Standard atomic weight A_{r}°(Ar)
- [39.792, 39.963]; 39.95±0.16 (abridged);

Argon in the periodic table
- Ne ↑ Ar ↓ Kr chlorine ← argon → potassium
- Atomic number (Z): 18
- Group: group 18 (noble gases)
- Period: period 3
- Block: p-block
- Electron configuration: [Ne] 3s^{2} 3p^{6}
- Electrons per shell: 2, 8, 8

Physical properties
- Phase at STP: gas
- Melting point: 83.81 K ​(−189.34 °C, ​−308.81 °F)
- Boiling point: 87.302 K ​(−185.848 °C, ​−302.526 °F)
- Density (at STP): 1.784 g/L
- when liquid (at b.p.): 1.3954 g/cm^{3}
- Triple point: 83.8058 K, ​68.89 kPa
- Critical point: 150.687 K, 4.863 MPa
- Heat of fusion: 1.18 kJ/mol
- Heat of vaporization: 6.53 kJ/mol
- Molar heat capacity: 20.85 J/(mol·K)
- Specific heat capacity: 521.902 J/(kg·K)
- Vapor pressure
| P (Pa) | 1 | 10 | 100 | 1 k | 10 k | 100 k |
| at T (K) |  | 47 | 53 | 61 | 71 | 87 |

Atomic properties
- Oxidation states: common: (none) 0
- Electronegativity: Pauling scale: no data
- Ionization energies: 1st: 1520.6 kJ/mol ; 2nd: 2665.8 kJ/mol ; 3rd: 3931 kJ/mol ; (more) ;
- Atomic radius: empirical: 31 pm
- Covalent radius: 106±10 pm
- Van der Waals radius: 188 pm
- Spectral lines of argon

Other properties
- Natural occurrence: primordial
- Crystal structure: ​face-centered cubic (fcc) (cF4)
- Lattice constant: a = 546.91 pm (at triple point)
- Thermal conductivity: 17.72×10^{−3} W/(m⋅K)
- Magnetic ordering: diamagnetic
- Molar magnetic susceptibility: −19.6×10^{−6} cm^{3}/mol
- Speed of sound: 323 m/s (gas, at 27 °C)
- CAS Number: 7440-37-1

History
- Naming: from the Greek ἀργόν, meaning 'lazy' or 'inactive', in reference to its inertness
- Discovery and first isolation: Lord Rayleigh and William Ramsay (1894)

Isotopes of argonv; e;
| Main isotopes |  |  | Decay |  |
| Isotope | abun­dance | half-life (t_{1/2}) | mode | pro­duct |
| ^{36}Ar | 0.334% | stable |  |  |
| ^{37}Ar | trace | 35.01 d | ε | ^{37}Cl |
| ^{38}Ar | 0.0630% | stable |  |  |
| ^{39}Ar | trace | 302 y | β^{−} | ^{39}K |
| ^{40}Ar | 99.6% | stable |  |  |
| ^{41}Ar | trace | 109.61 min | β^{−} | ^{41}K |
| ^{42}Ar | synth | 32.9 y | β^{−} | ^{42}K |

= Argon =

Argon is a chemical element; it has symbol Ar and atomic number 18. It is in group 18 of the periodic table and is a noble gas. Argon is the third most abundant gas in Earth's atmosphere, at 0.934% (9340 ppmv). It is more than twice as abundant as water vapor (which averages about 4000 ppmv, but varies greatly), 23 times as abundant as carbon dioxide (400 ppmv), and more than 500 times as abundant as neon (18 ppmv). Argon is the most abundant noble gas in Earth's crust, comprising 0.00015% of the crust.

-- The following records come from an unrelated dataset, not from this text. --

//! The outbound-write worker.
//!
//! One sender services the whole process. [`Sender::send`] only enqueues
//! and never blocks; a single background task drains the queue in order
//! and writes the frames, which gives every socket its packets in enqueue
//! order. Write failures go to the [`SenderCallback`]; the server installs
//! [`IgnoreSendErrors`] so a broken connection is cleaned up exactly once,
//! by the read path.

use std::sync::Arc;
use std::time::Duration;

use tokio::io::AsyncWriteExt;
use tokio::net::tcp::OwnedWriteHalf;
use tokio::sync::{Mutex, mpsc, watch};
use tokio::task::JoinHandle;
use tokio::time;

use protocol::{Packet, encode_packet};

use crate::error::NetError;
use crate::session::{Session, SocketId};

/// Bound on the drain-and-exit wait during shutdown.
pub const SENDER_TERMINATE_TIMEOUT: Duration = Duration::from_secs(2);

/// Write half of a session socket, shared between the session owner and
/// the queued send jobs. The socket stays open for writing until the last
/// clone is dropped, so queued packets survive a session teardown.
pub type SharedWriter = Arc<Mutex<OwnedWriteHalf>>;

/// Sink for write failures.
pub trait SenderCallback: Send + Sync {
    fn on_send_error(&self, socket_id: SocketId, error: NetError);
}

/// The server-side callback: a failed write is dropped on the floor. A
/// serious transport problem also fails the next read on that socket, and
/// the owning loop closes the session there.
pub struct IgnoreSendErrors;

impl SenderCallback for IgnoreSendErrors {
    fn on_send_error(&self, socket_id: SocketId, error: NetError) {
        tracing::debug!(socket_id = socket_id.0, %error, "Ignoring send error");
    }
}

struct SendJob {
    socket_id: SocketId,
    writer: SharedWriter,
    packet: Packet,
}

/// Cloneable enqueue handle.
#[derive(Clone)]
pub struct Sender {
    queue: mpsc::UnboundedSender<SendJob>,
}

impl Sender {
    /// Enqueues a packet for the session. Never blocks.
    pub fn send(&self, session: &Session, packet: Packet) {
        self.send_raw(session.socket_id(), session.writer(), packet);
    }

    /// Enqueues for a socket known only by its write half.
    pub fn send_raw(&self, socket_id: SocketId, writer: SharedWriter, packet: Packet) {
        // The worker is only gone during shutdown; losing the packet is
        // fine then.
        let _ = self.queue.send(SendJob {
            socket_id,
            writer,
            packet,
        });
    }
}

/// Owner-side handle of the worker task.
pub struct SenderHandle {
    shutdown: watch::Sender<bool>,
    join: JoinHandle<()>,
}

impl SenderHandle {
    /// Flags the worker to drain its queue and exit. Idempotent.
    pub fn signal_termination(&self) {
        let _ = self.shutdown.send(true);
    }

    /// Waits up to `timeout` for the worker to exit. Returns false if the
    /// worker had to be detached.
    pub async fn join(self, timeout: Duration) -> bool {
        if time::timeout(timeout, self.join).await.is_err() {
            tracing::warn!("Sender worker did not terminate in time, detaching");
            return false;
        }
        true
    }
}

/// Starts the worker and returns the enqueue handle plus the owner handle.
pub fn start(callback: Arc<dyn SenderCallback>) -> (Sender, SenderHandle) {
    let (queue_tx, queue_rx) = mpsc::unbounded_channel();
    let (shutdown_tx, shutdown_rx) = watch::channel(false);
    let join = tokio::spawn(run_worker(queue_rx, shutdown_rx, callback));
    (
        Sender { queue: queue_tx },
        SenderHandle {
            shutdown: shutdown_tx,
            join,
        },
    )
}

async fn run_worker(
    mut queue: mpsc::UnboundedReceiver<SendJob>,
    mut shutdown: watch::Receiver<bool>,
    callback: Arc<dyn SenderCallback>,
) {
    loop {
        tokio::select! {
            job = queue.recv() => match job {
                Some(job) => write_job(job, &*callback).await,
                // Every enqueue handle is gone.
                None => break,
            },
            _ = shutdown.changed() => {
                // Flush what is already enqueued, then exit.
                while let Ok(job) = queue.try_recv() {
                    write_job(job, &*callback).await;
                }
                break;
            }
        }
    }
}

async fn write_job(job: SendJob, callback: &dyn SenderCallback) {
    let frame = match encode_packet(&job.packet) {
        Ok(frame) => frame,
        Err(err) => {
            callback.on_send_error(job.socket_id, NetError::Send(err));
            return;
        }
    };
    let mut writer = job.writer.lock().await;
    if let Err(err) = writer.write_all(&frame).await {
        callback.on_send_error(job.socket_id, NetError::Send(err));
    }
}
//! Server configuration with an optional JSON file on top of built-in
//! defaults.

use std::path::Path;
use std::time::Duration;

use serde::{Deserialize, Serialize};
use tokio::fs;

/// Default listening port of the lobby server.
pub const DEFAULT_PORT: u16 = 7234;

/// Default grace period between a terminal error packet and the socket
/// teardown, so the sender can flush the packet first.
pub const CLOSE_SESSION_DELAY: Duration = Duration::from_secs(10);

#[derive(Debug, Clone, Serialize, Deserialize)]
#[serde(default)]
pub struct ServerConfig {
    /// TCP port of the listener.
    pub port: u16,
    /// Bind the IPv6 wildcard address dual-stack instead of IPv4 only.
    pub use_ipv6: bool,
    /// Password clients must present during the handshake. Empty keeps the
    /// server open.
    pub server_password: String,
    /// Seconds an errored session lingers before its socket is closed.
    pub close_session_delay_secs: u64,
}

impl Default for ServerConfig {
    fn default() -> Self {
        Self {
            port: DEFAULT_PORT,
            use_ipv6: false,
            server_password: String::new(),
            close_session_delay_secs: CLOSE_SESSION_DELAY.as_secs(),
        }
    }
}

impl ServerConfig {
    /// Reads the configuration from a JSON file.
    pub async fn load(path: &Path) -> Result<Self, String> {
        let json_content = fs::read_to_string(path)
            .await
            .map_err(|e| format!("Failed to read file: {}", e))?;
        serde_json::from_str(&json_content).map_err(|e| format!("Failed to parse JSON: {}", e))
    }

    pub fn close_session_delay(&self) -> Duration {
        Duration::from_secs(self.close_session_delay_secs)
    }
}
//! Sessions and the in-memory session registry.
//!
//! A [`Session`] owns its connection and is a move-only value: at every
//! quiescent point exactly one of the session manager, a game task or the
//! lobby's deferred-close list holds it. The [`SessionManager`] keeps the
//! lobby's sessions with secondary indices by player id and player name,
//! and provides the readiness select the lobby and game loops are built
//! on.

use std::collections::HashMap;
use std::net::SocketAddr;
use std::sync::Arc;
use std::time::Duration;

use futures_util::future::select_all;
use thiserror::Error;
use tokio::net::TcpStream;
use tokio::net::tcp::OwnedReadHalf;
use tokio::sync::Mutex;
use tokio::time;

use protocol::{Packet, PlayerType};

use crate::sender::{Sender, SharedWriter};

/// Process-unique key of a connection. This is the "socket" all session
/// maps are keyed by.
#[derive(Debug, Clone, Copy, PartialEq, Eq, Hash, PartialOrd, Ord)]
pub struct SocketId(pub u64);

/// Session id of connections that are rejected before registration.
pub const SESSION_ID_REJECTED: u32 = 0;

/// Access level of a connected player.
#[derive(Debug, Clone, Copy, PartialEq, Eq)]
pub enum PlayerRights {
    Normal,
    Admin,
}

/// Identity attached to a session by a successful handshake. Immutable,
/// shared between the session, game rosters and info lookups.
#[derive(Debug)]
pub struct PlayerData {
    pub unique_id: u32,
    pub name: String,
    pub player_type: PlayerType,
    pub rights: PlayerRights,
}

/// Handshake progress of a session. Only `Established` carries an
/// identity, so an established session without player data cannot be
/// constructed.
#[derive(Debug, Clone)]
pub enum SessionState {
    Init,
    Established(Arc<PlayerData>),
}

impl SessionState {
    pub fn is_established(&self) -> bool {
        matches!(self, SessionState::Established(_))
    }

    pub fn player_data(&self) -> Option<&Arc<PlayerData>> {
        match self {
            SessionState::Init => None,
            SessionState::Established(player) => Some(player),
        }
    }
}

/// Filter for broadcasts: only sessions in the matching state receive the
/// packet.
#[derive(Debug, Clone, Copy, PartialEq, Eq)]
pub enum StateFilter {
    Init,
    Established,
}

impl StateFilter {
    fn matches(self, state: &SessionState) -> bool {
        match self {
            StateFilter::Init => !state.is_established(),
            StateFilter::Established => state.is_established(),
        }
    }
}

/// One connected client.
///
/// The read half stays private to the owning loop; the write half is
/// shared with the sender worker, which keeps the socket writable until
/// every queued packet for it is flushed.
pub struct Session {
    socket_id: SocketId,
    session_id: u32,
    peer_addr: SocketAddr,
    reader: OwnedReadHalf,
    writer: SharedWriter,
    state: SessionState,
}

impl Session {
    pub fn new(socket_id: SocketId, session_id: u32, stream: TcpStream, peer_addr: SocketAddr) -> Self {
        let (reader, writer) = stream.into_split();
        Self {
            socket_id,
            session_id,
            peer_addr,
            reader,
            writer: Arc::new(Mutex::new(writer)),
            state: SessionState::Init,
        }
    }

    pub fn socket_id(&self) -> SocketId {
        self.socket_id
    }

    pub fn session_id(&self) -> u32 {
        self.session_id
    }

    pub fn peer_addr(&self) -> SocketAddr {
        self.peer_addr
    }

    pub fn state(&self) -> &SessionState {
        &self.state
    }

    /// Handle for the sender worker.
    pub fn writer(&self) -> SharedWriter {
        self.writer.clone()
    }

    pub fn reader_mut(&mut self) -> &mut OwnedReadHalf {
        &mut self.reader
    }

    /// Resolves when the socket has data to read (or failed; the caller
    /// finds out by reading).
    pub async fn readable(&self) {
        let _ = self.reader.readable().await;
    }
}

#[derive(Debug, Error, PartialEq, Eq)]
pub enum RegistryError {
    #[error("socket id already registered")]
    DuplicateSocket,
    #[error("no session registered for the socket id")]
    UnknownSocket,
    #[error("player id already registered")]
    DuplicatePlayerId,
    #[error("player name already registered")]
    DuplicateName,
}

/// The session registry: primary map keyed by socket id plus player-id and
/// player-name indices. Each instance is confined to its owning task, so
/// all mutation goes through `&mut self` without further locking.
pub struct SessionManager {
    sessions: HashMap<SocketId, Session>,
    by_player_id: HashMap<u32, SocketId>,
    by_name: HashMap<String, SocketId>,
    /// Round-robin pivot so `select_ready` does not starve high ids.
    last_ready: Option<SocketId>,
}

impl SessionManager {
    pub fn new() -> Self {
        Self {
            sessions: HashMap::new(),
            by_player_id: HashMap::new(),
            by_name: HashMap::new(),
            last_ready: None,
        }
    }

    /// Registers a session in `Init` state.
    pub fn add_session(&mut self, session: Session) -> Result<(), RegistryError> {
        if self.sessions.contains_key(&session.socket_id()) {
            return Err(RegistryError::DuplicateSocket);
        }
        self.sessions.insert(session.socket_id(), session);
        Ok(())
    }

    /// Removes a session from all indices without closing its socket, and
    /// hands it back to the caller.
    pub fn remove_session(&mut self, socket_id: SocketId) -> Option<Session> {
        let session = self.sessions.remove(&socket_id)?;
        if let Some(player) = session.state().player_data() {
            self.by_player_id.remove(&player.unique_id);
            self.by_name.remove(&player.name);
        }
        Some(session)
    }

    /// Attaches an identity and switches the session to `Established`.
    pub fn set_player_data(
        &mut self,
        socket_id: SocketId,
        player: Arc<PlayerData>,
    ) -> Result<(), RegistryError> {
        if self.by_player_id.contains_key(&player.unique_id) {
            return Err(RegistryError::DuplicatePlayerId);
        }
        if self.by_name.contains_key(&player.name) {
            return Err(RegistryError::DuplicateName);
        }
        let session = self
            .sessions
            .get_mut(&socket_id)
            .ok_or(RegistryError::UnknownSocket)?;
        self.by_player_id.insert(player.unique_id, socket_id);
        self.by_name.insert(player.name.clone(), socket_id);
        session.state = SessionState::Established(player);
        Ok(())
    }

    pub fn session(&self, socket_id: SocketId) -> Option<&Session> {
        self.sessions.get(&socket_id)
    }

    pub fn session_mut(&mut self, socket_id: SocketId) -> Option<&mut Session> {
        self.sessions.get_mut(&socket_id)
    }

    /// Established session of the player with the given unique id, if the
    /// player is in this registry.
    pub fn session_by_player_id(&self, player_id: u32) -> Option<&Session> {
        let socket_id = self.by_player_id.get(&player_id)?;
        self.sessions.get(socket_id)
    }

    /// Whether a player with that exact name is registered here.
    pub fn is_player_connected(&self, name: &str) -> bool {
        self.by_name.contains_key(name)
    }

    /// Whether any registered session carries the given session id.
    pub fn session_id_in_use(&self, session_id: u32) -> bool {
        self.sessions
            .values()
            .any(|session| session.session_id() == session_id)
    }

    /// Number of registered sessions, `Init` state included.
    pub fn session_count(&self) -> usize {
        self.sessions.len()
    }

    /// Waits up to `timeout` for a session with readable data and returns
    /// it. Polling starts after the session served last time, which keeps
    /// a chatty low-id session from starving the rest.
    pub async fn select_ready(&mut self, timeout: Duration) -> Option<SocketId> {
        if self.sessions.is_empty() {
            time::sleep(timeout).await;
            return None;
        }
        let mut keys: Vec<SocketId> = self.sessions.keys().copied().collect();
        keys.sort_unstable();
        if let Some(last) = self.last_ready {
            let pivot = keys.iter().position(|key| *key > last).unwrap_or(0);
            keys.rotate_left(pivot);
        }
        let ready = {
            let waiters = keys
                .iter()
                .map(|key| {
                    let session = &self.sessions[key];
                    let key = *key;
                    Box::pin(async move {
                        session.readable().await;
                        key
                    })
                })
                .collect::<Vec<_>>();
            match time::timeout(timeout, select_all(waiters)).await {
                Ok((key, _, _)) => Some(key),
                Err(_) => None,
            }
        };
        if let Some(key) = ready {
            self.last_ready = Some(key);
        }
        ready
    }

    /// Enqueues `packet` to every session whose state matches `filter`.
    pub fn broadcast(&self, sender: &Sender, packet: &Packet, filter: StateFilter) {
        for session in self.sessions.values() {
            if filter.matches(session.state()) {
                sender.send(session, packet.clone());
            }
        }
    }

    /// Drops all sessions, closing their sockets.
    pub fn clear(&mut self) {
        self.sessions.clear();
        self.by_player_id.clear();
        self.by_name.clear();
        self.last_ready = None;
    }
}

impl Default for SessionManager {
    fn default() -> Self {
        Self::new()
    }
}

Nearly all argon in Earth's atmosphere is radiogenic argon-40, derived from the decay of potassium-40 in Earth's crust. In the universe, argon-36 is by far the most common argon isotope, as it is the most easily produced by stellar nucleosynthesis in supernovas.

The name "argon" is derived from the Ancient Greek word ἀργόν, neuter singular form of ἀργός meaning 'lazy' or 'inactive', as a reference to the fact that the element undergoes almost no chemical reactions. The complete octet (eight electrons) in the outer atomic shell makes argon stable and resistant to bonding with other elements. Its triple point temperature of 83.8058 K is a defining fixed point in the International Temperature Scale of 1990.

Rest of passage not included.